This week Congress held multiple hearings offering status updates on post-disaster recovery efforts and lessons learned after 2017’s deadly hurricane season.
It started off with a field hearing held by the House Committee on Homeland Security entitled “Houston Strong: Hurricane Harvey Lessons Learned and the Path Forward.” Witnesses included officials from the U.S. Army Corps of Engineers (USACE); the U.S. Department of Housing & Urban Development (HUD); the Federal Emergency Management Agency (FEMA); the U.S. Coast Guard; Harris County and the City of Houston, among others. One of the strongest messages that emerged from the hearing was from local officials urging Congress to allow the USACE to speed up the study and review process in order to begin work on a third flood control reservoir; during Hurricane Harvey, the USACE had to release water from the existing Barker and Addicks reservoirs, which resulted in the flooding of downstream communities. According to local officials, the USACE have been discussing building an additional reservoir in the area for more than 100 years. The USACE testified that they are following protocol in studying the feasibility of a third reservoir and other flood control projects but must first compile a study to report to Congress.

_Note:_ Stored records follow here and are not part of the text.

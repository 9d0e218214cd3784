//! Edge-ranked follower: maintain a roster of high-edge traders from the ML
//! ranking, mirror their recent trades, and emit exit signals when a
//! followed trader's edge decays.

use async_trait::async_trait;
use chrono::{DateTime, Utc};
use std::collections::{HashMap, VecDeque};
use std::sync::Arc;
use std::time::Duration;
use tokio::sync::Mutex;
use tracing::{debug, info};

use super::{BoundedIdSet, Strategy};
use crate::analytics::{with_retry, AnalyticsClient, EdgeTraderRow, TradeRow};
use crate::clock::Clock;
use crate::models::{AlphaAction, AlphaSignal, Fund, Signal, Urgency, WILDCARD};
use crate::queue::SignalQueue;
use crate::registry::FundMetrics;
use crate::scheduler::SkewMonitor;

const MIN_EDGE: f64 = 70.0;
const MAX_INVERSE_CONFIDENCE: f64 = 0.5;
const ROSTER_LIMIT: usize = 50;
const ROSTER_TTL: chrono::Duration = chrono::Duration::seconds(600);
const EDGE_HISTORY_CAPACITY: usize = 12;
const DECAY_THRESHOLD: f64 = 15.0;
const TRADE_MAX_AGE: chrono::Duration = chrono::Duration::hours(1);
const PROCESSED_CAPACITY: usize = 2_000;
const INITIAL_TRADE_LAG: chrono::Duration = chrono::Duration::seconds(10);
const DECAY_SIGNAL_TTL: chrono::Duration = chrono::Duration::seconds(300);

struct EdgeState {
    roster: HashMap<String, EdgeTraderRow>,
    /// Bounded per-trader (edge, observed-at) history.
    histories: HashMap<String, VecDeque<(f64, DateTime<Utc>)>>,
    processed_trades: BoundedIdSet,
    cooldowns: HashMap<String, DateTime<Utc>>,
    last_trade_poll: DateTime<Utc>,
    skew_generation: u64,
}

pub struct EdgeRankedStrategy {
    fund: Arc<Fund>,
    queue: Arc<SignalQueue>,
    analytics: Arc<dyn AnalyticsClient>,
    clock: Arc<dyn Clock>,
    metrics: Arc<FundMetrics>,
    skew: Arc<SkewMonitor>,
    poll_interval: Duration,
    state: Mutex<EdgeState>,
}

impl EdgeRankedStrategy {
    pub fn new(
        fund: Arc<Fund>,
        queue: Arc<SignalQueue>,
        analytics: Arc<dyn AnalyticsClient>,
        clock: Arc<dyn Clock>,
        metrics: Arc<FundMetrics>,
        skew: Arc<SkewMonitor>,
    ) -> Self {
        let now = clock.now_utc();
        Self {
            fund,
            queue,
            analytics,
            clock,
            metrics,
            skew,
            poll_interval: Duration::from_secs(10),
            state: Mutex::new(EdgeState {
                roster: HashMap::new(),
                histories: HashMap::new(),
                processed_trades: BoundedIdSet::new(PROCESSED_CAPACITY),
                cooldowns: HashMap::new(),
                last_trade_poll: now - INITIAL_TRADE_LAG,
                skew_generation: 0,
            }),
        }
    }

    /// Record a fresh edge observation; emits an exit signal when the edge
    /// has fallen more than the decay threshold off its tracked peak.
    fn observe_edge(&self, state: &mut EdgeState, row: &EdgeTraderRow, now: DateTime<Utc>) {
        let proxy = row.proxy_address.to_lowercase();
        let history = state.histories.entry(proxy.clone()).or_default();
        if history.len() >= EDGE_HISTORY_CAPACITY {
            history.pop_front();
        }
        history.push_back((row.edge, now));

        // Need a prior observation to speak of decay at all.
        if history.len() < 2 {
            return;
        }
        let peak = history
            .iter()
            .map(|(e, _)| *e)
            .fold(f64::NEG_INFINITY, f64::max);
        let decay = peak - row.edge;
        if decay <= DECAY_THRESHOLD {
            return;
        }

        FundMetrics::incr(&self.metrics.decay_events);
        let confidence = (decay / 30.0).min(0.9);
        info!(
            fund = %self.fund.id,
            trader = %row.username,
            proxy = %proxy,
            peak,
            current = row.edge,
            decay,
            confidence,
            "edge decay detected, emitting exit signal"
        );

        let signal = AlphaSignal {
            id: format!("decay:{}:{}", proxy, now.timestamp_millis()),
            source: proxy.clone(),
            action: AlphaAction::Sell,
            market_slug: WILDCARD.to_string(),
            token_id: WILDCARD.to_string(),
            outcome: WILDCARD.to_string(),
            confidence,
            strength: confidence,
            urgency: Urgency::Medium,
            price: 0.5,
            suggested_notional: None,
            suggested_fraction: None,
            reason: format!("edge decayed {:.0} points from peak {:.0}", decay, peak),
            metadata: HashMap::new(),
            detected_at: now,
            expires_at: now + DECAY_SIGNAL_TTL,
        };
        if self.queue.enqueue(Signal::Alpha(signal), now) {
            FundMetrics::incr(&self.metrics.signals_emitted);
        }

        // Fresh baseline after an exit so the same slide does not refire.
        state.histories.insert(proxy, VecDeque::new());
    }

    fn convert_trade(
        &self,
        trade: &TradeRow,
        trader: &EdgeTraderRow,
        now: DateTime<Utc>,
    ) -> AlphaSignal {
        let confidence = (trader.edge / 100.0).clamp(0.0, 1.0);
        let strength = confidence * (trade.notional / 1_000.0).clamp(0.0, 1.0);

        let age = now.signed_duration_since(trade.ts);
        let urgency = if trader.edge >= 90.0 && age < chrono::Duration::seconds(60) {
            Urgency::High
        } else if trader.edge >= 80.0 && age < chrono::Duration::seconds(300) {
            Urgency::Medium
        } else {
            Urgency::Low
        };

        let action = if trade.side.eq_ignore_ascii_case("SELL") {
            AlphaAction::Sell
        } else {
            AlphaAction::Buy
        };

        AlphaSignal {
            id: format!("edge:{}", trade.trade_id),
            source: trader.proxy_address.to_lowercase(),
            action,
            market_slug: trade.market_slug.clone(),
            token_id: trade.token_id.clone(),
            outcome: trade.outcome.clone(),
            confidence,
            strength,
            urgency,
            price: trade.price,
            // Follow at half the conviction of the source trade.
            suggested_notional: Some(trade.notional * 0.5),
            suggested_fraction: None,
            reason: format!(
                "{} (edge {:.0}, cluster {})",
                trade.side, trader.edge, trader.cluster
            ),
            metadata: HashMap::new(),
            detected_at: now,
            expires_at: now + chrono::Duration::seconds(300),
        }
    }
}

#[async_trait]
impl Strategy for EdgeRankedStrategy {
    fn fund_id(&self) -> &str {
        &self.fund.id
    }

    fn poll_interval(&self) -> Duration {
        self.poll_interval
    }

    async fn poll(&self) {
        let now = self.clock.now_utc();
        let mut state = self.state.lock().await;

        let generation = self.skew.generation();
        if generation != state.skew_generation {
            state.skew_generation = generation;
            state.last_trade_poll = now - INITIAL_TRADE_LAG;
        }

        // 1. Refresh the roster. A failed refresh keeps the cached roster;
        //    the trade fan-in below still runs.
        let analytics = self.analytics.clone();
        match with_retry("high_edge_traders", || {
            let analytics = analytics.clone();
            async move {
                analytics
                    .high_edge_traders(MIN_EDGE, MAX_INVERSE_CONFIDENCE, ROSTER_LIMIT)
                    .await
            }
        })
        .await
        {
            Ok(rows) => {
                for row in rows {
                    self.observe_edge(&mut state, &row, now);
                    let mut entry = row.clone();
                    entry.updated_at = now;
                    state.roster.insert(row.proxy_address.to_lowercase(), entry);
                }
            }
            Err(_) => {
                FundMetrics::incr(&self.metrics.polls_failed);
            }
        }

        // 2. Evict roster entries that have gone stale.
        let eviction_cutoff = now - ROSTER_TTL * 2;
        state.roster.retain(|_, t| t.updated_at >= eviction_cutoff);

        if state.roster.is_empty() {
            return;
        }

        // 3. Trade fan-in across the roster.
        let addresses: Vec<String> = state.roster.keys().cloned().collect();
        let from = state.last_trade_poll;
        let analytics = self.analytics.clone();
        let trades = with_retry("trades_for_addresses", || {
            let analytics = analytics.clone();
            let addresses = addresses.clone();
            async move { analytics.trades_for_addresses(&addresses, from, now).await }
        })
        .await;

        let trades = match trades {
            Ok(trades) => trades,
            Err(_) => {
                FundMetrics::incr(&self.metrics.polls_failed);
                return;
            }
        };

        for trade in trades {
            if state.processed_trades.contains(&trade.trade_id) {
                continue;
            }
            if now.signed_duration_since(trade.ts) > TRADE_MAX_AGE {
                state.processed_trades.insert(&trade.trade_id);
                continue;
            }
            if let Some(last) = state.cooldowns.get(&trade.market_slug) {
                let elapsed = now.signed_duration_since(*last);
                if elapsed
                    < chrono::Duration::from_std(self.fund.params.cooldown)
                        .unwrap_or_else(|_| chrono::Duration::seconds(60))
                {
                    debug!(market = %trade.market_slug, "market on cooldown, trade deferred");
                    continue;
                }
            }

            let Some(trader) = state.roster.get(&trade.proxy_address.to_lowercase()).cloned()
            else {
                continue;
            };

            let signal = self.convert_trade(&trade, &trader, now);
            if self.queue.enqueue(Signal::Alpha(signal), now) {
                FundMetrics::incr(&self.metrics.signals_emitted);
                state.cooldowns.insert(trade.market_slug.clone(), now);
            }
            state.processed_trades.insert(&trade.trade_id);
        }

        state.last_trade_poll = now;
    }
}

The House Committee on Energy & Commerce Subcommittee on Oversight & Investigations began by reviewing the restoration of Puerto Rico’s electric grid. An official from the U.S. Army Corps of Engineers (USACE) testified that although the recently rebuilt electric grid is not as resilient as it should be, it’s in better condition than before Hurricane Maria. An official from the U.S. Department of Energy noted that the agency is working to build its first-ever digital model of Puerto Rico’s grid to give energy managers more options in the event of an emergency, and the agency is also in the process of developing a larger, more resilient plan for the energy grid there, including more renewable generation and microgrids.
The Senate Committee on Commerce, Science & Transportation held a hearing entitled “Are We Ready for the Next Hurricane Season? Status of Preparation and Response Capabilities for 2018.” Witnesses were split into one panel for federal agency officials and one panel for state and non-profit representatives working on-the-ground in states and territories that were affected by the 2017 hurricanes. Chairman Bill Nelson’s (D-FL) opening remarks contained sharp criticisms of the federal government’s response to last year’s natural disasters and urged federal agency officials to take measures to cut down bureaucratic red tape to ensure that post-disaster funding gets out to the door and to affected communities as quickly as possible.
The Senate Committee on Homeland Security & Governmental Affairs concluded the week with a hearing entitled “FEMA: Prioritizing a Culture of Preparedness” to discuss the Federal Emergency Management Agency’s (FEMA) recently released strategic plan for the agency from 2018 through 2022.